Look I know the whole founder thing its like your married and should know each other etc etc.. Well, my buddies aren't programmers. I'd like to move to the valley, but need a good buddy to drop it all just like me for a startup. Let me know if anyone is interested in putting ideas together etc.<p>About Me:
26 yrs old.
Designer - web - print - marketing - etc
I understand code, but know someone can do it better than me. I don't give up. I'm all about startups, tech news, angels, VCs. "the business"<p>Plan:
Meet.
Create Ideas.
Come up with options.
Start Demo.
And see where it goes.
Im eventually planning to move to the Valley.<p>Sounds all crazy and may not be fit for everyone, but if we work we work. :)
======
djloche
Start a Meetup group, build a community, and then pick the best people there
and together build a business.

Maybe go to the local colleges and hold entrepreneur & programming 'hack
nights' where once a week everyone brings drinks and you order pizza and
everyone works on a personal project - no work or school, just personal
projects. If people don't have a personal project already, put them at a table
and tell them they're the startup crew and their project is to brainstorm and
prototype. You can be their mentor and in the process, from the group you'll
find the individual with the most drive and best fit for your own startup.

------
ChrisA9
I feel that we all have this problem when it comes to finding someone to work
with, or looking someone to hire. With that being said, if you do the work or
show up you can make it work. One thing I recently have just started is
attempted to group together a group of smart individuals which I think are
rather like minded in an online "collective".

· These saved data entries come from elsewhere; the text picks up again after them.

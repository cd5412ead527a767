//! The offline cache manager.
//!
//! One dispatcher per host, built once from configuration. It holds the two
//! partition names and its collaborators, and nothing else that changes:
//! every piece of durable state lives in the cache store.
//!
//! ## Events
//! - `install`: fetch the asset manifest into the static partition, all or nothing
//! - `activate`: delete partitions from other versions
//! - `fetch`: network-first for HTML, cache-first for static assets
//! - `sync`: acknowledge known background-sync tags
//! - `push`: show a notification from a JSON payload

mod classify;
mod lifecycle;
mod notify;
mod router;
mod signals;

use color_eyre::{eyre::eyre, Result};
use url::Url;

use crate::cache::{CacheLayer, CacheName, CacheStore, PartitionKind};
use crate::config::Config;
use crate::event::{Event, Outcome};
use crate::net::Network;

pub use classify::{Classifier, RequestClass};
pub use lifecycle::{ActivateOutcome, InstallOutcome};
pub use notify::{LogNotifier, Notification, Notifier};
pub use signals::{PushOutcome, SyncOutcome};

/// Everything the worker knows about its deployment.
#[derive(Debug, Clone)]
pub struct WorkerSettings {
  pub static_cache: CacheName,
  pub runtime_cache: CacheName,
  pub manifest: Vec<Url>,
  pub offline_page: Url,
  pub sync_tags: Vec<String>,
  pub icon: String,
  pub badge: Option<String>,
  pub classifier: Classifier,
}

impl WorkerSettings {
  pub fn from_config(config: &Config) -> Result<Self> {
    let origin = config.origin_url()?;

    let manifest = config
      .manifest
      .iter()
      .map(|entry| {
        origin
          .join(entry)
          .map_err(|e| eyre!("Invalid manifest entry '{}': {}", entry, e))
      })
      .collect::<Result<Vec<_>>>()?;

    let offline_page = origin
      .join(&config.offline_page)
      .map_err(|e| eyre!("Invalid offline page '{}': {}", config.offline_page, e))?;

    Ok(Self {
      static_cache: CacheName::new(PartitionKind::Static, &config.version),
      runtime_cache: CacheName::new(PartitionKind::Runtime, &config.version),
      manifest,
      offline_page,
      sync_tags: config.sync_tags.clone(),
      icon: config.notification.icon.clone(),
      badge: config.notification.badge.clone(),
      classifier: Classifier::new(&origin, &config.allowed_hosts, &config.asset_extensions),
    })
  }

  /// Whether `name` is one of the two partitions of this version.
  pub fn is_current(&self, name: &str) -> bool {
    name == self.static_cache.as_str() || name == self.runtime_cache.as_str()
  }
}

pub struct OfflineCacheManager<S: CacheStore, N: Network, P: Notifier> {
  settings: WorkerSettings,
  cache: CacheLayer<S>,
  network: N,
  notifier: P,
}

impl<S: CacheStore, N: Network, P: Notifier> OfflineCacheManager<S, N, P> {
  pub fn new(settings: WorkerSettings, storage: S, network: N, notifier: P) -> Self {
    Self {
      settings,
      cache: CacheLayer::new(storage),
      network,
      notifier,
    }
  }

  pub fn settings(&self) -> &WorkerSettings {
    &self.settings
  }

  pub fn storage(&self) -> &S {
    self.cache.storage()
  }

  pub fn network(&self) -> &N {
    &self.network
  }

  /// Dispatch one event to its handler.
  pub async fn handle(&self, event: Event) -> Result<Outcome> {
    match event {
      Event::Install => self.on_install().await.map(Outcome::Installed),
      Event::Activate => self.on_activate().await.map(Outcome::Activated),
      Event::Fetch(mut fetch) => match self.on_fetch(&mut fetch) {
        Some(interception) => self.respond(interception).await.map(Outcome::Responded),
        None => Ok(Outcome::Passthrough(fetch.into_request())),
      },
      Event::Sync { tag } => Ok(Outcome::Synced(self.on_sync(&tag).await)),
      Event::Push { data } => self.on_push(data.as_deref()).await.map(Outcome::Pushed),
    }
  }
}


#[cfg(test)]
mod tests {
  use super::testing::*;
  use super::*;
  use crate::event::FetchEvent;

  #[test]
  fn test_settings_from_config() {
    let settings = WorkerSettings::from_config(&config("v4")).unwrap();
    assert_eq!(settings.static_cache.as_str(), "static-v4");
    assert_eq!(settings.runtime_cache.as_str(), "runtime-v4");
    assert_eq!(settings.manifest[0].as_str(), "https://corban.test/");
    assert_eq!(settings.offline_page.as_str(), "https://corban.test/404.html");
    assert!(settings.is_current("runtime-v4"));
    assert!(!settings.is_current("runtime-v3"));
  }

  #[tokio::test]
  async fn test_handle_dispatches_every_event() {
    let manager = manager("v1");

    let outcome = manager.handle(Event::Install).await.unwrap();
    assert!(matches!(outcome, Outcome::Installed(_)));

    let outcome = manager.handle(Event::Activate).await.unwrap();
    assert!(matches!(outcome, Outcome::Activated(_)));

    let outcome = manager
      .handle(Event::Fetch(FetchEvent::new(asset("/styles.css"))))
      .await
      .unwrap();
    assert!(matches!(outcome, Outcome::Responded(_)));

    let outcome = manager
      .handle(Event::Fetch(FetchEvent::new(asset("/api/data.json"))))
      .await
      .unwrap();
    assert!(matches!(outcome, Outcome::Passthrough(_)));

    let outcome = manager
      .handle(Event::Sync {
        tag: "contact-form".to_string(),
      })
      .await
      .unwrap();
    assert!(matches!(outcome, Outcome::Synced(SyncOutcome::Resolved)));

    let outcome = manager.handle(Event::Push { data: None }).await.unwrap();
    assert!(matches!(outcome, Outcome::Pushed(PushOutcome::NoPayload)));
  }
}
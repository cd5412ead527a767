//! Requests, responses and the network behind the cache.

mod client;
mod request;
mod response;

pub use client::{HttpNetwork, Network};
pub use request::Request;
pub use response::Response;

The goal is simple. Bring smart people together who know other smart people,
make access very exclusive, and build out that group so that everyone helps
each other and makes things such as finding developers, co-founders, etc.. a
lot easier and has a much higher success ratio. Oh, and the web service I am
using to hold an online group is Comvore. It's awesome.

------
Osiris
It's a really interesting question and I think there's an underserved market
there. I wish there was a better, more efficient way for people to meet other
people willing to co-found a startup. I finally ended up finding a programmer
for my startup through my co-founder's network. He worked with someone who
suggested someone. We're working through the planning stages now. For a long
time I wasn't sure that we'd ever find someone.

Good luck to you!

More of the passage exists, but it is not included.